** Input material follows **
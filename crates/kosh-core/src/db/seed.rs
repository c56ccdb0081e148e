//! Sample data for newly registered users

use chrono::NaiveDate;
use rusqlite::params;
use tracing::info;

use super::Database;
use crate::error::Result;
use crate::models::{BudgetMonth, Category, TransactionKind};

/// (amount, category, kind, description) rows given to every new user
const SAMPLE_TRANSACTIONS: [(f64, Category, TransactionKind, &str); 6] = [
    (50000.0, Category::Salary, TransactionKind::Income, "Monthly Salary"),
    (5000.0, Category::Freelance, TransactionKind::Income, "Side Project"),
    (2000.0, Category::Food, TransactionKind::Expense, "Grocery"),
    (1500.0, Category::Transport, TransactionKind::Expense, "Fuel"),
    (5000.0, Category::Rent, TransactionKind::Expense, "House Rent"),
    (3000.0, Category::Entertainment, TransactionKind::Expense, "Weekend Party"),
];

const SAMPLE_BUDGETS: [(Category, f64); 4] = [
    (Category::Food, 10000.0),
    (Category::Transport, 5000.0),
    (Category::Entertainment, 2000.0),
    (Category::Rent, 6000.0),
];

impl Database {
    /// Give a user sample transactions dated `today` and budgets for its month
    ///
    /// Does nothing if the user already has transactions. Returns whether
    /// anything was inserted.
    pub fn seed_sample_data(&self, username: &str, today: NaiveDate) -> Result<bool> {
        let mut conn = self.conn()?;
        let tx = conn.transaction()?;

        let existing: i64 = tx.query_row(
            "SELECT COUNT(*) FROM transactions WHERE username = ?",
            params![username],
            |row| row.get(0),
        )?;
        if existing > 0 {
            return Ok(false);
        }

        let date = today.to_string();
        for (amount, category, kind, description) in SAMPLE_TRANSACTIONS {
            tx.execute(
                "INSERT INTO transactions (username, date, amount, category, kind, description)
                 VALUES (?, ?, ?, ?, ?, ?)",
                params![username, date, amount, category.as_str(), kind.as_str(), description],
            )?;
        }

        let month = BudgetMonth::containing(today).to_string();
        for (category, limit) in SAMPLE_BUDGETS {
            tx.execute(
                "INSERT INTO budgets (username, category, limit_amount, month) VALUES (?, ?, ?, ?)
                 ON CONFLICT(username, category, month) DO NOTHING",
                params![username, category.as_str(), limit, month],
            )?;
        }

        tx.commit()?;
        info!(username, %month, "Seeded sample data");
        Ok(true)
    }
}
//! Dashboard and suggestion commands

use anyhow::{Context, Result};
use kosh_core::db::Database;
use kosh_core::insights::{generate_suggestions, Advisory, Severity};
use kosh_core::AuthContext;

use super::{money, parse_month, truncate};

/// Recent transactions shown on the dashboard
const DASHBOARD_RECENT: i64 = 5;

fn severity_icon(advisory: &Advisory) -> &'static str {
    match advisory.severity {
        Severity::Info => "💡",
        Severity::Warning => "⚠️ ",
        Severity::Alert => "🚨",
    }
}

pub fn cmd_dashboard(
    db: &Database,
    ctx: &AuthContext,
    month: Option<&str>,
    json: bool,
) -> Result<()> {
    let month = parse_month(month)?;
    let dashboard = db.dashboard(&ctx.username, month, DASHBOARD_RECENT)?;

    if json {
        let out =
            serde_json::to_string_pretty(&dashboard).context("Failed to serialize dashboard")?;
        println!("{}", out);
        return Ok(());
    }

    println!();
    println!("╭─────────────────────────────────────────╮");
    println!("│           💰 Kosh Dashboard             │");
    println!("╰─────────────────────────────────────────╯");
    println!();
    println!("  {} · budgets for {}", ctx.display_name, dashboard.month);
    println!();
    println!("  Income:          {}", money(dashboard.totals.income));
    println!("  Expenses:        {}", money(dashboard.totals.expense));
    println!(
        "  Balance:         {} ({})",
        money(dashboard.totals.balance),
        dashboard.balance_status
    );
    println!("  Savings rate:    {:.1}%", dashboard.savings_rate);

    if !dashboard.budget_health.is_empty() {
        println!();
        println!("  🎯 Budgets");
        for row in &dashboard.budget_health {
            println!(
                "     {:<13} {:>14} of {:>14}  [{}]",
                row.category.as_str(),
                money(row.spent),
                money(row.limit),
                row.status
            );
        }
    }

    if !dashboard.breakdown.is_empty() {
        println!();
        println!("  📊 Spending by category");
        for slice in &dashboard.breakdown {
            println!(
                "     {:<13} {:>14}  {:>5.1}%",
                slice.category.as_str(),
                money(slice.total),
                slice.share
            );
        }
    }

    if !dashboard.recent.is_empty() {
        println!();
        println!("  📝 Recent");
        for tx in &dashboard.recent {
            println!(
                "     {} {:<13} {:>14}  {}",
                tx.date,
                tx.category.as_str(),
                money(tx.amount),
                truncate(&tx.description, 24)
            );
        }
    }

    if !dashboard.suggestions.is_empty() {
        println!();
        println!("  Suggestions");
        for advisory in &dashboard.suggestions {
            println!("     {} {}", severity_icon(advisory), advisory);
        }
    }

    println!();
    Ok(())
}

pub fn cmd_suggest(db: &Database, ctx: &AuthContext, month: Option<&str>) -> Result<()> {
    let month = parse_month(month)?;
    let transactions = db.get_user_transactions(&ctx.username)?;
    let budgets = db.get_budgets(&ctx.username, month)?;

    let advisories = generate_suggestions(&transactions, &budgets);

    if advisories.is_empty() {
        println!("No suggestions yet. Record some income to get started.");
        return Ok(());
    }

    println!();
    println!("💬 Suggestions ({} budgets)", month);
    println!("   ─────────────────────────────────────────────────────────────");
    for advisory in &advisories {
        println!("   {} {}", severity_icon(advisory), advisory);
    }
    println!();

    Ok(())
}
//! Suggestion Engine - rule-based spending advice
//!
//! Looks at a user's transactions and budgets and produces an ordered list
//! of advisories. Rules are fixed thresholds; there is no hidden state and
//! no randomness, so the same input always gives the same output.
//!
//! ## Rules (in output order)
//!
//! - **Savings Rate** - low vs healthy savings rate
//! - **Budget Limits** - breaches and near-limit warnings per budget
//! - **Top Spending** - largest expense category with a suggested cut
//!
//! ## Usage
//!
//! ```rust,ignore
//! use kosh_core::insights::generate_suggestions;
//!
//! let advisories = generate_suggestions(&transactions, &budgets);
//! for advisory in &advisories {
//!     println!("{}", advisory);
//! }
//! ```

pub mod budget_limits;
pub mod engine;
pub mod savings_rate;
pub mod top_spending;
pub mod totals;
pub mod types;

pub use budget_limits::BudgetLimitRule;
pub use engine::{generate_suggestions, messages, AnalysisContext, Rule, SuggestionEngine};
pub use savings_rate::SavingsRateRule;
pub use top_spending::TopSpendingRule;
pub use totals::{expense_totals, top_category, Totals};
pub use types::{
    Advisory, AdvisoryKind, Severity, SuggestionPolicy, LOW_SAVINGS_RATE_PCT,
    NEAR_LIMIT_FRACTION, SUGGESTED_REDUCTION_FRACTION,
};
//! Transaction handlers

use std::sync::Arc;

use axum::{
    extract::{Path, Query, State},
    http::StatusCode,
    Extension, Json,
};
use chrono::NaiveDate;
use serde::{Deserialize, Serialize};

use crate::{AppError, AppState, SuccessResponse, MAX_PAGE_LIMIT};
use kosh_core::models::{Category, NewTransaction, Transaction, TransactionKind};
use kosh_core::AuthContext;

/// Query parameters for listing transactions
#[derive(Debug, Deserialize)]
pub struct TransactionQuery {
    #[serde(default = "default_limit")]
    pub limit: i64,
}

fn default_limit() -> i64 {
    50
}

#[derive(Serialize)]
pub struct TransactionResponse {
    /// Most recent first
    pub transactions: Vec<Transaction>,
    pub total: i64,
    pub limit: i64,
}

/// GET /api/transactions - Recent transactions
pub async fn list_transactions(
    State(state): State<Arc<AppState>>,
    Extension(user): Extension<AuthContext>,
    Query(params): Query<TransactionQuery>,
) -> Result<Json<TransactionResponse>, AppError> {
    // Input validation: clamp pagination parameters
    let limit = params.limit.clamp(1, MAX_PAGE_LIMIT);

    let transactions = state.db.list_recent_transactions(&user.username, limit)?;
    let total = state.db.count_transactions(&user.username)?;

    Ok(Json(TransactionResponse {
        transactions,
        total,
        limit,
    }))
}

/// Request body for adding a transaction
///
/// Category and type are free text here and parsed case-insensitively.
#[derive(Debug, Deserialize)]
pub struct CreateTransactionRequest {
    pub date: NaiveDate,
    pub amount: f64,
    pub category: String,
    #[serde(alias = "type")]
    pub kind: String,
    #[serde(default)]
    pub description: String,
}

impl CreateTransactionRequest {
    fn into_new_transaction(self) -> Result<NewTransaction, AppError> {
        let category: Category = self
            .category
            .parse()
            .map_err(|e: String| AppError::bad_request(&e))?;
        let kind: TransactionKind = self
            .kind
            .parse()
            .map_err(|e: String| AppError::bad_request(&e))?;
        Ok(NewTransaction {
            date: self.date,
            amount: self.amount,
            category,
            kind,
            description: self.description.trim().to_string(),
        })
    }
}

#[derive(Serialize)]
pub struct CreatedResponse {
    pub id: i64,
}

/// POST /api/transactions - Add a transaction
pub async fn create_transaction(
    State(state): State<Arc<AppState>>,
    Extension(user): Extension<AuthContext>,
    Json(req): Json<CreateTransactionRequest>,
) -> Result<(StatusCode, Json<CreatedResponse>), AppError> {
    let tx = req.into_new_transaction()?;
    let id = state.db.add_transaction(&user.username, &tx)?;

    state.db.log_audit(
        &user.username,
        "create",
        Some("transaction"),
        Some(id),
        Some(&format!("{} {} {}", tx.kind, tx.category, tx.amount)),
    )?;

    Ok((StatusCode::CREATED, Json(CreatedResponse { id })))
}

/// GET /api/transactions/:id - One of the caller's transactions
///
/// Another user's id is indistinguishable from a missing one.
pub async fn get_transaction(
    State(state): State<Arc<AppState>>,
    Extension(user): Extension<AuthContext>,
    Path(id): Path<i64>,
) -> Result<Json<Transaction>, AppError> {
    let tx = state
        .db
        .get_transaction(&user.username, id)?
        .ok_or_else(|| kosh_core::Error::NotFound("Transaction not found".to_string()))?;

    Ok(Json(tx))
}

/// DELETE /api/transactions/:id - Delete one of the caller's transactions
pub async fn delete_transaction(
    State(state): State<Arc<AppState>>,
    Extension(user): Extension<AuthContext>,
    Path(id): Path<i64>,
) -> Result<Json<SuccessResponse>, AppError> {
    if !state.db.delete_transaction(&user.username, id)? {
        return Err(AppError::not_found("Transaction not found"));
    }

    state
        .db
        .log_audit(&user.username, "delete", Some("transaction"), Some(id), None)?;

    Ok(Json(SuccessResponse { success: true }))
}
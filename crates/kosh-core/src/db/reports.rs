//! Aggregate queries behind the dashboard charts

use rusqlite::params;

use super::transactions::parse_column;
use super::Database;
use crate::charts::{category_shares, CategoryShare, TrendPoint};
use crate::error::Result;
use crate::models::TransactionKind;

impl Database {
    /// Income and expense totals per calendar month, oldest month first
    pub fn monthly_trend(&self, username: &str) -> Result<Vec<TrendPoint>> {
        let conn = self.conn()?;
        let mut stmt = conn.prepare(
            r#"
            SELECT strftime('%Y-%m', date) AS month, kind, SUM(amount)
            FROM transactions
            WHERE username = ?
            GROUP BY month, kind
            ORDER BY month, kind
            "#,
        )?;

        let points = stmt
            .query_map(params![username], |row| {
                let kind: String = row.get(1)?;
                Ok(TrendPoint {
                    month: row.get(0)?,
                    kind: parse_column::<TransactionKind>(1, &kind)?,
                    total: row.get(2)?,
                })
            })?
            .collect::<std::result::Result<Vec<_>, _>>()?;

        Ok(points)
    }

    /// Expense totals per category with their share of all expenses,
    /// largest first
    pub fn expense_breakdown(&self, username: &str) -> Result<Vec<CategoryShare>> {
        let conn = self.conn()?;
        let mut stmt = conn.prepare(
            r#"
            SELECT category, SUM(amount) AS total
            FROM transactions
            WHERE username = ? AND kind = 'Expense'
            GROUP BY category
            ORDER BY total DESC, category
            "#,
        )?;

        let totals = stmt
            .query_map(params![username], |row| {
                let category: String = row.get(0)?;
                Ok((parse_column(0, &category)?, row.get::<_, f64>(1)?))
            })?
            .collect::<std::result::Result<Vec<_>, _>>()?;

        Ok(category_shares(totals))
    }
}
//! Budget Limit Rule
//!
//! Checks each budget, in budget order, against total expenses in its
//! category. Categories without a budget are ignored and budgets with a
//! zero limit are skipped.

use crate::models::format_amount;

use super::engine::{AnalysisContext, Rule};
use super::totals::expense_totals;
use super::types::{Advisory, AdvisoryKind, Severity};

pub struct BudgetLimitRule;

impl Rule for BudgetLimitRule {
    fn name(&self) -> &'static str {
        "Budget Limits"
    }

    fn evaluate(&self, ctx: &AnalysisContext<'_>) -> Vec<Advisory> {
        let spent_by_category = expense_totals(ctx.transactions);
        let mut advisories = Vec::new();

        for budget in ctx.budgets {
            let limit = budget.limit_amount;
            if limit <= 0.0 {
                continue;
            }

            let spent = spent_by_category
                .iter()
                .find(|(category, _)| *category == budget.category)
                .map(|(_, total)| *total)
                .unwrap_or(0.0);

            if spent > limit {
                let overage = spent - limit;
                advisories.push(Advisory {
                    kind: AdvisoryKind::BudgetBreach,
                    severity: Severity::Alert,
                    category: Some(budget.category),
                    amount: overage,
                    message: format!(
                        "Budget Breach: You exceeded your {} budget by ₹{}.",
                        budget.category,
                        format_amount(overage)
                    ),
                });
            } else if spent > ctx.policy.near_limit_fraction * limit {
                advisories.push(Advisory {
                    kind: AdvisoryKind::NearLimit,
                    severity: Severity::Warning,
                    category: Some(budget.category),
                    amount: spent,
                    message: format!(
                        "Warning: You are near the limit for {}.",
                        budget.category
                    ),
                });
            }
        }

        advisories
    }
}
//! User operations

use rusqlite::{params, OptionalExtension};

use super::{parse_datetime, Database};
use crate::error::Result;
use crate::models::User;

/// What the auth layer needs to verify a login
#[derive(Debug, Clone)]
pub struct StoredCredentials {
    pub username: String,
    pub password_hash: String,
    pub display_name: String,
}

impl Database {
    /// Insert a user unless the username is taken
    ///
    /// Returns `false` (and leaves the existing row untouched) when the
    /// username already exists.
    pub fn create_user(&self, username: &str, password_hash: &str, name: &str) -> Result<bool> {
        let conn = self.conn()?;
        let inserted = conn.execute(
            "INSERT INTO users (username, password_hash, name) VALUES (?, ?, ?)
             ON CONFLICT(username) DO NOTHING",
            params![username, password_hash, name],
        )?;
        Ok(inserted == 1)
    }

    /// Get a user by username
    pub fn get_user(&self, username: &str) -> Result<Option<User>> {
        let conn = self.conn()?;
        let user = conn
            .query_row(
                "SELECT username, name, created_at FROM users WHERE username = ?",
                params![username],
                |row| {
                    let created_at: String = row.get(2)?;
                    Ok(User {
                        username: row.get(0)?,
                        display_name: row.get(1)?,
                        created_at: parse_datetime(&created_at),
                    })
                },
            )
            .optional()?;
        Ok(user)
    }

    /// Fetch the stored password hash and display name for a username
    pub fn get_credentials(&self, username: &str) -> Result<Option<StoredCredentials>> {
        let conn = self.conn()?;
        let creds = conn
            .query_row(
                "SELECT username, password_hash, name FROM users WHERE username = ?",
                params![username],
                |row| {
                    Ok(StoredCredentials {
                        username: row.get(0)?,
                        password_hash: row.get(1)?,
                        display_name: row.get(2)?,
                    })
                },
            )
            .optional()?;
        Ok(creds)
    }
}
//! Top Spending Rule
//!
//! Points at the category with the largest expense total and suggests
//! trimming it.

use crate::models::format_amount;

use super::engine::{AnalysisContext, Rule};
use super::totals::top_category;
use super::types::{Advisory, AdvisoryKind, Severity};

pub struct TopSpendingRule;

impl Rule for TopSpendingRule {
    fn name(&self) -> &'static str {
        "Top Spending"
    }

    fn evaluate(&self, ctx: &AnalysisContext<'_>) -> Vec<Advisory> {
        let Some((category, spent)) = top_category(ctx.transactions) else {
            return vec![];
        };

        let fraction = ctx.policy.suggested_reduction_fraction;
        let savings = spent * fraction;

        vec![Advisory {
            kind: AdvisoryKind::TopCategory,
            severity: Severity::Info,
            category: Some(category),
            amount: savings,
            message: format!(
                "Insight: Your highest spending is on {} (₹{}). Try to reduce this by {:.0}% to save ₹{}.",
                category,
                format_amount(spent),
                fraction * 100.0,
                format_amount(savings)
            ),
        }]
    }
}

#[cfg(test)]
mod tests {
    use super::*;
    use crate::insights::SuggestionPolicy;
    use crate::models::{Category, Transaction, TransactionKind};
    use chrono::NaiveDate;

    fn tx(category: Category, kind: TransactionKind, amount: f64) -> Transaction {
        Transaction {
            id: 0,
            username: "asha".into(),
            date: NaiveDate::from_ymd_opt(2024, 2, 2).unwrap(),
            amount,
            category,
            kind,
            description: String::new(),
        }
    }

    #[test]
    fn test_no_expenses_no_insight() {
        let txs = vec![tx(Category::Salary, TransactionKind::Income, 1000.0)];
        assert!(TopSpendingRule
            .evaluate(&AnalysisContext::new(&txs, &[]))
            .is_empty());
    }

    #[test]
    fn test_custom_reduction() {
        let txs = vec![
            tx(Category::Shopping, TransactionKind::Expense, 12000.0),
            tx(Category::Food, TransactionKind::Expense, 3000.0),
        ];
        let policy = SuggestionPolicy {
            suggested_reduction_fraction: 0.25,
            ..SuggestionPolicy::default()
        };
        let advisories =
            TopSpendingRule.evaluate(&AnalysisContext::new(&txs, &[]).with_policy(policy));

        assert_eq!(advisories.len(), 1);
        assert_eq!(advisories[0].amount, 3000.0);
        assert_eq!(
            advisories[0].message,
            "Insight: Your highest spending is on Shopping (₹12,000.00). Try to reduce this by 25% to save ₹3,000.00."
        );
    }
}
** End of Input material **
What is needed: Copy every line of the records above that holds the word "AnalysisContext".

Solution to this task:
pub use engine::{generate_suggestions, messages, AnalysisContext, Rule, SuggestionEngine};
use super::engine::{AnalysisContext, Rule};
    fn evaluate(&self, ctx: &AnalysisContext<'_>) -> Vec<Advisory> {
use super::engine::{AnalysisContext, Rule};
    fn evaluate(&self, ctx: &AnalysisContext<'_>) -> Vec<Advisory> {
            .evaluate(&AnalysisContext::new(&txs, &[]))
            TopSpendingRule.evaluate(&AnalysisContext::new(&txs, &[]).with_policy(policy));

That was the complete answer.